(Multimedia: Melis Kıran)
Kapıyı açmamla gördüğüm görüntü karşısında ufak bir çığlık atmam bir oldu. Nefesim boğazıma dizilmişti. Ne yapacağımı bilemiyordum. Kanım donmuştu adeta.
Hayır, hayır! Bu gerçek olamaz!
Duyduğu ses üzerine Ekin de hemen yanıma geldi ve gördüğü görüntü karşısında direkt gözlerimi kapatarak beni geri çekti.
Lona...
Ekin ne kadar beni geri çekse de o görüntü asla gözümün önünden gitmeyecekti. Lona'yı öldürmüşlerdi. Vücudunu kapıdan aşağı doğru sarkıtmışlardı. Bağırsakları, bazı organları aşağı sarkıyordu. Aşağıda oluşan kan gölünden bahsetmiyorum bile.
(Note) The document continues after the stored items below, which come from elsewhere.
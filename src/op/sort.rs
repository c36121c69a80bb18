use crate::config::SortDirection;
use std::cmp::Ordering;

/// 默认比较：相等为0，小于为`-direction`，大于为`direction`。
///
/// 无法比较的值（例如`NaN`）视为相等，稳定排序下保持原有顺序。
#[inline]
pub(crate) fn smart_cmp<T: PartialOrd + ?Sized>(a: &T, b: &T, direction: SortDirection) -> Ordering {
    match a.partial_cmp(b) {
        Some(ordering) => direction.apply(ordering),
        None => Ordering::Equal,
    }
}

/// 稳定归并排序，比较函数不必满足全序。
///
/// 只有右侧元素严格小于左侧元素时才会先取右侧元素，因此不满足全序的比较
/// 只会影响结果的顺序，不会导致panic。
pub(crate) fn stable_sort_by<T, F>(mut items: Vec<T>, cmp: &F) -> Vec<T>
where
    F: Fn(&T, &T) -> Ordering + ?Sized,
{
    if items.len() <= 1 {
        return items;
    }
    let right = items.split_off(items.len() / 2);
    merge(stable_sort_by(items, cmp), stable_sort_by(right, cmp), cmp)
}

fn merge<T, F>(left: Vec<T>, right: Vec<T>, cmp: &F) -> Vec<T>
where
    F: Fn(&T, &T) -> Ordering + ?Sized,
{
    let mut merged = Vec::with_capacity(left.len() + right.len());
    let mut left = left.into_iter().peekable();
    let mut right = right.into_iter().peekable();
    loop {
        let take_right = match (left.peek(), right.peek()) {
            (Some(l), Some(r)) => cmp(l, r) == Ordering::Greater,
            (Some(_), None) => false,
            (None, Some(_)) => true,
            (None, None) => return merged,
        };
        merged.extend(if take_right { right.next() } else { left.next() });
    }
}
use crate::pipeline::Pipeline;
use crate::source::Source;
use crate::{Element, Stream, boxed};
use std::cell::RefCell;
use std::fmt::{Debug, Formatter};
use std::rc::Rc;

/// 只能遍历一次的容器。
///
/// 只持有一个迭代器，不缓存任何元素；迭代器返回`None`后永久耗尽，之后的遍历为空。
/// 克隆得到的是同一个迭代器的视图，在多处同时遍历会交错地取走元素。
pub struct Hose<T> {
    state: Rc<RefCell<HoseState<T>>>,
}

enum HoseState<T> {
    Active(Stream<T>),
    Exhausted,
}

impl<T: Element> Hose<T> {
    /// 立即打开数据源的一次遍历，之后不再打开。
    pub fn new(source: impl Into<Source<T>>) -> Hose<T> {
        Hose::from_stream(source.into().open())
    }

    fn from_stream(stream: Stream<T>) -> Hose<T> {
        Hose { state: Rc::new(RefCell::new(HoseState::Active(stream))) }
    }

    /// 取出下一个元素。
    pub fn pull(&self) -> Option<T> {
        let mut state = self.state.borrow_mut();
        let next = match &mut *state {
            HoseState::Active(stream) => stream.next(),
            HoseState::Exhausted => return None,
        };
        if next.is_none() {
            tracing::trace!("hose exhausted");
            *state = HoseState::Exhausted;
        }
        next
    }

    pub fn is_exhausted(&self) -> bool {
        matches!(*self.state.borrow(), HoseState::Exhausted)
    }
}

/// 依次从共享状态中拉取元素的迭代器。
struct HoseStream<T> {
    hose: Hose<T>,
}

impl<T: Element> Iterator for HoseStream<T> {
    type Item = T;

    fn next(&mut self) -> Option<Self::Item> {
        self.hose.pull()
    }
}

impl<T: Element> Pipeline for Hose<T> {
    type Item = T;
    type Kind<U: Element> = Hose<U>;

    fn stream(&self) -> Stream<T> {
        Box::new(HoseStream { hose: self.clone() })
    }

    fn materialize(&self) -> Rc<Vec<T>> {
        let items = self.stream().collect::<Vec<_>>();
        tracing::debug!(len = items.len(), "hose materialized");
        Rc::new(items)
    }

    /// 新的迭代器在首次拉取时才创建。
    fn derive<U, G>(&self, step: G) -> Hose<U>
    where
        U: Element,
        G: Fn(&Self) -> Stream<U> + 'static,
    {
        let up = self.clone();
        Hose::from_stream(boxed(std::iter::once_with(move || step(&up)).flatten()))
    }

    fn size(&self) -> usize {
        self.stream().count()
    }

    /// 找到后立即停止，之后的元素仍留在容器中。
    fn find<F>(&self, mut pred: F) -> Option<Self::Item>
    where
        F: FnMut(&Self::Item, usize) -> bool,
    {
        self.stream().enumerate().find(|(i, item)| pred(item, *i)).map(|(_, item)| item)
    }

    fn find_index<F>(&self, mut pred: F) -> Option<usize>
    where
        F: FnMut(&Self::Item, usize) -> bool,
    {
        self.stream().enumerate().position(|(i, item)| pred(&item, i))
    }

    fn index_of(&self, value: &Self::Item) -> Option<usize>
    where
        Self::Item: PartialEq,
    {
        self.stream().position(|item| item == *value)
    }

    /// 负数下标需要知道总长度，会取走全部元素。
    fn at(&self, index: isize) -> Option<Self::Item> {
        if index < 0 {
            let buf = self.materialize();
            buf.get(buf.len().checked_sub(index.unsigned_abs())?).cloned()
        } else {
            self.stream().nth(index as usize)
        }
    }
}

impl<T> Clone for Hose<T> {
    fn clone(&self) -> Self {
        Hose { state: self.state.clone() }
    }
}

impl<T> Debug for Hose<T> {
    fn fmt(&self, f: &mut Formatter<'_>) -> std::fmt::Result {
        let exhausted = self.state.try_borrow().map(|state| matches!(*state, HoseState::Exhausted)).unwrap_or(false);
        f.debug_struct("Hose").field("exhausted", &exhausted).finish()
    }
}

impl<T: Element> IntoIterator for Hose<T> {
    type Item = T;
    type IntoIter = Stream<T>;

    fn into_iter(self) -> Self::IntoIter {
        self.stream()
    }
}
Bunu nasıl yaparlardı? Nasıl masum bir hayvanın canına kıyarlardı? Bu, bu tam bir canilik!
O görüntüden sonra ne yapacağımı bilemez donmuş bir şekilde karşı duvara bakıyordum. Daha fazla duramayarak sağ elimle duvardan güç aldım ve duvara sürtünerek aşağı doğru kaydım.
Bunun da hesabını hepsine soracaktım!
Ekin sürekli bağırarak telefonda birileriyle konuşuyordu. Son kez o görüntüye baktım ve dayanamayarak yukarı çıktım. Hemen odama girerek dolabımın karşısına geçtim.
Şimdiye kadar benden aldıkları yetmezmiş gibi hala buna devam ediyorlardı. Artık buna bir son vermeliydim. Bu işi o gün bitirmeliydim.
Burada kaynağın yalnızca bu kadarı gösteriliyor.